1. ## Equivalence Relations

I need help to get started with proving the 'only if' part of the following claim:

Let r be a relation. Define ~ to be the intersection of all equivalence relations containing r (So ~ is an equivalence relation.)

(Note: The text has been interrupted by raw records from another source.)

use std::collections::{BTreeMap, HashMap};
use std::fmt;

use ego_tree::{NodeId, NodeRef, Tree};

use crate::css;

/// Identifies a node in a [`Document`].
///
/// Ids are plain handles: holding one does not keep the node attached, and a
/// removed node's id stays valid for lookups but reports
/// [`Document::is_connected`] as `false`.
#[derive(Debug, Clone, Copy, PartialEq, Eq, Hash)]
pub struct ElementId(NodeId);

impl fmt::Display for ElementId {
    fn fmt(&self, f: &mut fmt::Formatter<'_>) -> fmt::Result {
        write!(f, "{:?}", self.0)
    }
}

/// Axis-aligned box in page coordinates (pixels, y grows downwards).
#[derive(Debug, Clone, Copy, PartialEq, Default)]
pub struct Rect {
    pub x: f64,
    pub y: f64,
    pub width: f64,
    pub height: f64,
}

impl Rect {
    pub fn new(x: f64, y: f64, width: f64, height: f64) -> Self {
        Self {
            x,
            y,
            width,
            height,
        }
    }

    pub fn bottom(&self) -> f64 {
        self.y + self.height
    }
}

#[derive(Debug, Clone, PartialEq, Default)]
pub struct Element {
    pub tag: String,
    pub attributes: BTreeMap<String, String>,
    /// Inline style declarations, kept apart from the `style` attribute.
    pub style: BTreeMap<String, String>,
    /// Layout box supplied by the host, if any.
    pub rect: Option<Rect>,
}

impl Element {
    pub fn new(tag: impl Into<String>) -> Self {
        Self {
            tag: tag.into().to_ascii_lowercase(),
            ..Self::default()
        }
    }

    pub fn classes(&self) -> impl Iterator<Item = &str> {
        self.attributes
            .get("class")
            .map(String::as_str)
            .unwrap_or_default()
            .split_ascii_whitespace()
    }

    pub fn has_class(&self, class: &str) -> bool {
        self.classes().any(|c| c == class)
    }
}

#[derive(Debug, Clone, PartialEq)]
pub enum Node {
    Document,
    Element(Element),
    Text(String),
}

#[derive(Debug, thiserror::Error)]
pub enum DocumentError {
    #[error("document has no <html> element")]
    MissingRoot,
    #[error("document has no <body> element")]
    MissingBody,
}

/// Mutable page model: element tree plus the custom properties declared on
/// the document root.
#[derive(Debug, Clone)]
pub struct Document {
    tree: Tree<Node>,
    html: NodeId,
    body: NodeId,
    root_properties: HashMap<String, String>,
}

impl Default for Document {
    fn default() -> Self {
        Self::new()
    }
}

impl Document {
    /// Create an empty `<html><body></body></html>` document.
    pub fn new() -> Self {
        let mut tree = Tree::new(Node::Document);
        let mut root = tree.root_mut();
        let mut html = root.append(Node::Element(Element::new("html")));
        let html_id = html.id();
        html.append(Node::Element(Element::new("head")));
        let body = html.append(Node::Element(Element::new("body"))).id();
        Self {
            tree,
            html: html_id,
            body,
            root_properties: HashMap::new(),
        }
    }

    pub(crate) fn from_tree(tree: Tree<Node>) -> Result<Self, DocumentError> {
        let html = tree
            .root()
            .children()
            .find(|n| matches!(n.value(), Node::Element(e) if e.tag == "html"))
            .ok_or(DocumentError::MissingRoot)?;
        let body = html
            .children()
            .find(|n| matches!(n.value(), Node::Element(e) if e.tag == "body"))
            .ok_or(DocumentError::MissingBody)?;
        let (html, body) = (html.id(), body.id());

        let mut doc = Self {
            tree,
            html,
            body,
            root_properties: HashMap::new(),
        };
        doc.collect_root_properties();
        Ok(doc)
    }

    fn collect_root_properties(&mut self) {
        let mut vars = HashMap::new();
        let styles: Vec<NodeId> = self
            .tree
            .root()
            .descendants()
            .filter(|n| matches!(n.value(), Node::Element(e) if e.tag == "style"))
            .map(|n| n.id())
            .collect();
        for id in styles {
            vars.extend(css::collect_root_custom_properties(
                &self.text_content(ElementId(id)),
            ));
        }
        if let Some(Node::Element(html)) = self.tree.get(self.html).map(|n| n.value()) {
            for (name, value) in &html.style {
                if name.starts_with("--") {
                    vars.insert(name.clone(), value.clone());
                }
            }
        }
        self.root_properties = vars;
    }

    pub fn html(&self) -> ElementId {
        ElementId(self.html)
    }

    pub fn body(&self) -> ElementId {
        ElementId(self.body)
    }

    // ------------------------------------------------------------------
    // Root custom properties
    // ------------------------------------------------------------------

    /// Computed value of a custom property on the document root.
    ///
    /// Blank values count as unset.
    pub fn root_property(&self, name: &str) -> Option<&str> {
        self.root_properties
            .get(name)
            .map(|v| v.trim())
            .filter(|v| !v.is_empty())
    }

    pub fn set_root_property(&mut self, name: impl Into<String>, value: impl Into<String>) {
        self.root_properties.insert(name.into(), value.into());
    }

    // ------------------------------------------------------------------
    // Tree structure
    // ------------------------------------------------------------------

    /// Create a detached element.
    pub fn create_element(&mut self, tag: &str) -> ElementId {
        ElementId(self.tree.orphan(Node::Element(Element::new(tag))).id())
    }

    /// Create a detached text node.
    pub fn create_text(&mut self, text: impl Into<String>) -> ElementId {
        ElementId(self.tree.orphan(Node::Text(text.into())).id())
    }

    /// Append `child` as the last child of `parent`, detaching it from any
    /// previous parent first.
    pub fn append_child(&mut self, parent: ElementId, child: ElementId) {
        if parent == child {
            return;
        }
        if let Some(mut node) = self.tree.get_mut(parent.0) {
            node.append_id(child.0);
        }
    }

    pub fn append_text(&mut self, parent: ElementId, text: &str) -> ElementId {
        let id = self.create_text(text);
        self.append_child(parent, id);
        id
    }

    /// Detach a node (and its subtree) from the document.
    pub fn remove(&mut self, id: ElementId) {
        if let Some(mut node) = self.tree.get_mut(id.0) {
            node.detach();
        }
    }

    /// Detach and return every child of `parent`, in order.
    pub fn take_children(&mut self, parent: ElementId) -> Vec<ElementId> {
        let children = self.children(parent);
        for child in &children {
            self.remove(*child);
        }
        children
    }

    pub fn children(&self, id: ElementId) -> Vec<ElementId> {
        self.tree
            .get(id.0)
            .map(|n| n.children().map(|c| ElementId(c.id())).collect())
            .unwrap_or_default()
    }

    pub fn parent(&self, id: ElementId) -> Option<ElementId> {
        self.tree
            .get(id.0)
            .and_then(|n| n.parent())
            .map(|p| ElementId(p.id()))
    }

    /// Whether the node is reachable from the document root.
    pub fn is_connected(&self, id: ElementId) -> bool {
        let Some(node) = self.tree.get(id.0) else {
            return false;
        };
        let root = self.tree.root().id();
        node.id() == root || node.ancestors().any(|a| a.id() == root)
    }

    pub fn node(&self, id: ElementId) -> Option<&Node> {
        self.tree.get(id.0).map(|n| n.value())
    }

    pub fn element(&self, id: ElementId) -> Option<&Element> {
        match self.node(id)? {
            Node::Element(e) => Some(e),
            _ => None,
        }
    }

    fn with_element_mut<R>(
        &mut self,
        id: ElementId,
        f: impl FnOnce(&mut Element) -> R,
    ) -> Option<R> {
        let mut node = self.tree.get_mut(id.0)?;
        match node.value() {
            Node::Element(e) => Some(f(e)),
            _ => None,
        }
    }

    /// Concatenated text of the node and its descendants.
    pub fn text_content(&self, id: ElementId) -> String {
        let Some(node) = self.tree.get(id.0) else {
            return String::new();
        };
        node.descendants()
            .filter_map(|n| match n.value() {
                Node::Text(t) => Some(t.as_str()),
                _ => None,
            })
            .collect()
    }

    // ------------------------------------------------------------------
    // Queries
    // ------------------------------------------------------------------

    /// Connected elements carrying `name`, in document order.
    pub fn elements_with_attribute(&self, name: &str) -> Vec<ElementId> {
        self.collect_elements(self.tree.root(), |e| e.attributes.contains_key(name))
    }

    /// Elements with `class` inside `scope` (excluding `scope` itself).
    pub fn elements_with_class(&self, scope: ElementId, class: &str) -> Vec<ElementId> {
        let Some(node) = self.tree.get(scope.0) else {
            return Vec::new();
        };
        self.collect_elements(node, |e| e.has_class(class))
            .into_iter()
            .filter(|id| *id != scope)
            .collect()
    }

    fn collect_elements(
        &self,
        from: NodeRef<'_, Node>,
        predicate: impl Fn(&Element) -> bool,
    ) -> Vec<ElementId> {
        from.descendants()
            .filter(|n| matches!(n.value(), Node::Element(e) if predicate(e)))
            .map(|n| ElementId(n.id()))
            .collect()
    }

    // ------------------------------------------------------------------
    // Attributes, classes, style, geometry
    // ------------------------------------------------------------------

    pub fn tag(&self, id: ElementId) -> Option<&str> {
        self.element(id).map(|e| e.tag.as_str())
    }

    pub fn attribute(&self, id: ElementId, name: &str) -> Option<&str> {
        self.element(id)?.attributes.get(name).map(String::as_str)
    }

    pub fn has_class(&self, id: ElementId, class: &str) -> bool {
        self.element(id).is_some_and(|e| e.has_class(class))
    }

    pub fn add_class(&mut self, id: ElementId, class: &str) {
        if self.has_class(id, class) {
            return;
        }
        self.with_element_mut(id, |e| {
            let joined = match e.attributes.get("class") {
                Some(existing) if !existing.trim().is_empty() => {
                    format!("{} {class}", existing.trim())
                }
                _ => class.to_string(),
            };
            e.attributes.insert("class".to_string(), joined);
        });
    }

    pub fn style(&self, id: ElementId, property: &str) -> Option<&str> {
        self.element(id)?.style.get(property).map(String::as_str)
    }

    pub fn set_style(&mut self, id: ElementId, property: &str, value: impl Into<String>) {
        let value = value.into();
        self.with_element_mut(id, |e| e.style.insert(property.to_string(), value));
    }

    pub fn rect(&self, id: ElementId) -> Option<Rect> {
        self.element(id)?.rect
    }

    pub fn set_rect(&mut self, id: ElementId, rect: Rect) {
        self.with_element_mut(id, |e| e.rect = Some(rect));
    }

    // ------------------------------------------------------------------
    // Serialization
    // ------------------------------------------------------------------

    /// Serialize a node and its subtree as HTML.
    pub fn outer_html(&self, id: ElementId) -> String {
        let mut out = String::new();
        if let Some(node) = self.tree.get(id.0) {
            write_node(node, &mut out);
        }
        out
    }
}

const VOID_TAGS: &[&str] = &["br", "hr", "img", "input", "meta", "link"];

fn write_node(node: NodeRef<'_, Node>, out: &mut String) {
    match node.value() {
        Node::Document => {
            for child in node.children() {
                write_node(child, out);
            }
        }
        Node::Text(text) => out.push_str(&escape(text)),
        Node::Element(e) => {
            out.push('<');
            out.push_str(&e.tag);
            for (name, value) in &e.attributes {
                if name == "style" {
                    continue;
                }
                out.push_str(&format!(" {name}=\"{}\"", escape(value)));
            }
            if !e.style.is_empty() {
                let style = css::serialize_declarations(
                    e.style.iter().map(|(k, v)| (k.as_str(), v.as_str())),
                );
                out.push_str(&format!(" style=\"{}\"", escape(&style)));
            }
            out.push('>');
            if VOID_TAGS.contains(&e.tag.as_str()) {
                return;
            }
            for child in node.children() {
                write_node(child, out);
            }
            out.push_str(&format!("</{}>", e.tag));
        }
    }
}

fn escape(text: &str) -> String {
    text.replace('&', "&amp;")
        .replace('<', "&lt;")
        .replace('>', "&gt;")
        .replace('"', "&quot;")
}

Show that x~y if and only if one of the following holds:
i) x=y
ii) (x,y) $\in$ r'
iii) there exist $z_1,z_2,...,z_n$ such that $(x,z_1)\in r', (z_i,z_{i+1})\in r', (z_n,y) \in r'$ where (x,y) $\in$ r' means (x,y) $\in$ r or (y,x) $\in$ r and i=1,...,n-1

2. Hello !
define relation $R$ this way:

$
R = \{(x,y); (\exists n \in \mathbb{N})(\exists x_1, x_2,\dots, x_n) (x,x_1)\in r' \& (x_1,x_2)\in r' \&
$

$
(x_2,x_3)\in r' \& \dots \& (x_{n-1},x_n)\in r' \& (x_n,y) \in r' \}
$

It is easy to verify that $R$ is an equivalence relation and that $r \subseteq R$.
Then consider an arbitrary equivalence relation $S$ such that $r \subseteq S$ and, again easily, show that $R \subseteq S$.
So, you showed that ~ $= R$ !! (and this answers your question).

note:
Definition of ~ that you gave is sometimes called 'definition from above', while definition I gave for $R$ is called 'definition from below'. The claim you are proving states that they are equivalent.

I have verified everything except for the reflexivity of $R$.
In order to show $(x,x)\in R$ can we assume that $\exists x_1$ such that $(x,x_1)\in r'$?
4. You're right, I omitted to add the diagonal to the definition of $R$.
(e.g. empty set $r$ would lead to empty $R$ but to ~ = $\{(x,x); x \in A\}$).
So set $R = \{(x,y); (\exists n \in \mathbb{N})(\exists x_1, x_2,\dots, x_n) (x,x_1)\in r' \& (x_1,x_2)\in r' \&$
$(x_2,x_3)\in r' \& \dots \& (x_{n-1},x_n)\in r' \& (x_n,y) \in r' \} \cup \{(x,x); x \in A\}